Hello.
Subbrathnam, Swaminathan wrote:
Sergei,
My comments inlined.
Regards
Swami
-----Original Message-----
From: [EMAIL PROTECTED] [mailto:[EMAIL PROTECTED] On Behalf Of Sergei Shtylyov
Sent: Thursday, December 04, 2008 10:36 PM
To: Subbrathnam, Swaminathan
Cc: [EMAIL PROTECTED]; [EMAIL PROTECTED];
[email protected]
Subject: Re: [PATCH 3/3] MUSB : Fix for STALL handling in musb gadget code
Subbrathnam, Swaminathan wrote:
Sergei,
<<<<<<<<<<<<<<<<<<<<<<<<<<<<<<<<<<<<<<<<<<<<<<<<<<<<<<<<<<<<<<<<<<<<<<<<<<<<
If EP is busy, we have even less reason to do a giveback. This is not a
real fix, just pallialtive. Actually, whether a STALL token has been sent or
not shouldn't play any role in giving back URB, so the fragment being pacthed
is just totally wrong.

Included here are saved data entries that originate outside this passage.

//! Per-step reporting. The engines know nothing about presentation; they
//! hand each step's open and closed contents to an injected [`TraceSink`]
//! and move on. Capturing sinks make the step-by-step behaviour testable
//! without parsing text.

use crate::search::Position;
use itertools::Itertools;
use std::fmt;
use std::io::{self, Write};

/// One frontier entry as shown to the sink. Uninformed engines expose the
/// position alone; informed engines also expose the cost accounting.
#[derive(Debug, Clone, Copy, PartialEq, Eq)]
pub enum FrontierEntry {
    Plain {
        position: Position,
    },
    Scored {
        position: Position,
        cost_so_far: u64,
        heuristic: u64,
    },
}

impl FrontierEntry {
    pub fn position(&self) -> Position {
        match self {
            FrontierEntry::Plain { position } => *position,
            FrontierEntry::Scored { position, .. } => *position,
        }
    }

    /// g + h for scored entries, nothing for plain ones.
    pub fn total_estimate(&self) -> Option<u64> {
        match self {
            FrontierEntry::Plain { .. } => None,
            FrontierEntry::Scored {
                cost_so_far,
                heuristic,
                ..
            } => Some(cost_so_far + heuristic),
        }
    }
}

impl fmt::Display for FrontierEntry {
    fn fmt(&self, f: &mut fmt::Formatter<'_>) -> fmt::Result {
        match self {
            FrontierEntry::Plain { position } => write!(f, "{position}"),
            FrontierEntry::Scored {
                position,
                cost_so_far,
                heuristic,
            } => write!(
                f,
                "{position}[g={cost_so_far},h={heuristic},f={}]",
                cost_so_far + heuristic
            ),
        }
    }
}

/// The authoritative content of one search step: which states are open, in
/// extraction order, and which are closed, sorted for stable display.
#[derive(Debug, Clone, PartialEq, Eq)]
pub struct TraceSnapshot {
    pub step: usize,
    pub frontier: Vec<FrontierEntry>,
    pub closed: Vec<Position>,
}

impl TraceSnapshot {
    pub fn new(
        step: usize,
        frontier: Vec<FrontierEntry>,
        closed: impl IntoIterator<Item = Position>,
    ) -> Self {
        Self {
            step,
            frontier,
            closed: closed.into_iter().sorted().collect(),
        }
    }
}

pub trait TraceSink {
    fn record(&mut self, snapshot: TraceSnapshot);
}

/// Renders snapshots as indented text, one block per step.
#[derive(Debug)]
pub struct TextTrace<W> {
    writer: W,
}

impl TextTrace<io::Stdout> {
    pub fn stdout() -> Self {
        Self::new(io::stdout())
    }
}

impl<W: Write> TextTrace<W> {
    pub fn new(writer: W) -> Self {
        Self { writer }
    }

    pub fn into_inner(self) -> W {
        self.writer
    }
}

impl<W: Write> TraceSink for TextTrace<W> {
    fn record(&mut self, snapshot: TraceSnapshot) {
        let open = snapshot
            .frontier
            .iter()
            .map(FrontierEntry::to_string)
            .join(", ");
        let closed = snapshot
            .closed
            .iter()
            .map(Position::to_string)
            .join(", ");
        let _ = writeln!(self.writer, "step {}", snapshot.step);
        let _ = writeln!(self.writer, "  open:   [{open}]");
        let _ = writeln!(self.writer, "  closed: [{closed}]");
        let _ = writeln!(self.writer);
    }
}

/// Keeps every snapshot for inspection after the search returns.
#[derive(Debug, Default)]
pub struct RecordingTrace {
    snapshots: Vec<TraceSnapshot>,
}

impl RecordingTrace {
    pub fn new() -> Self {
        Self { snapshots: vec![] }
    }

    pub fn snapshots(&self) -> &[TraceSnapshot] {
        &self.snapshots
    }

    pub fn into_snapshots(self) -> Vec<TraceSnapshot> {
        self.snapshots
    }
}

impl TraceSink for RecordingTrace {
    fn record(&mut self, snapshot: TraceSnapshot) {
        self.snapshots.push(snapshot);
    }
}

/// Swallows snapshots, for callers that only want the result.
#[derive(Debug, Default)]
pub struct NullTrace;

impl TraceSink for NullTrace {
    fn record(&mut self, _snapshot: TraceSnapshot) {}
}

Other drivers just don't allow EP that is still active
to be halted, and this driver should do the same.
Your comment is plain wrong.
No, you code is.
I think there are scenarios that would require requests to be given back during
stall handling.
I am laying one out below for
1. USB Device is in the process of transferring data to/from Host.
2. USB Device queues another request to send.
3. For some reason say Host/Device needs to STALL the endpoint with the
in-flight IO.
This can't be done reliably with requests in flight. That's why the >>other
drivers don't allow halting EP with requests in flight.
<SWAMI> Pasting the MUSB spec w.r.t stall handling here for reference.
| D4 | SendStall | The CPU writes a 1 to this bit to issue a STALL
handshake to an IN token. The CPU clears this
bit to terminate the stall condition. Note:
This bit has no effect where the endpoint is being
used for
Isochronous transfers.
I've read the spec, thank you.
MUSB controller spec does not specify that one cannot stall in presence of
in-flight IO.
Why it should? A programmer should have his own a reasoning. :-)
Pl. refer to the MUSB controller spec for further details. I am attaching snapshot of
MUSB driver debug traces and USB analyzer traces for reference, were we are stalling in
presence of in-flight IO and the MUSB driver with the patch is able to recover from it
"reliably". I hacked the MUSB driver for demonstrating this capability.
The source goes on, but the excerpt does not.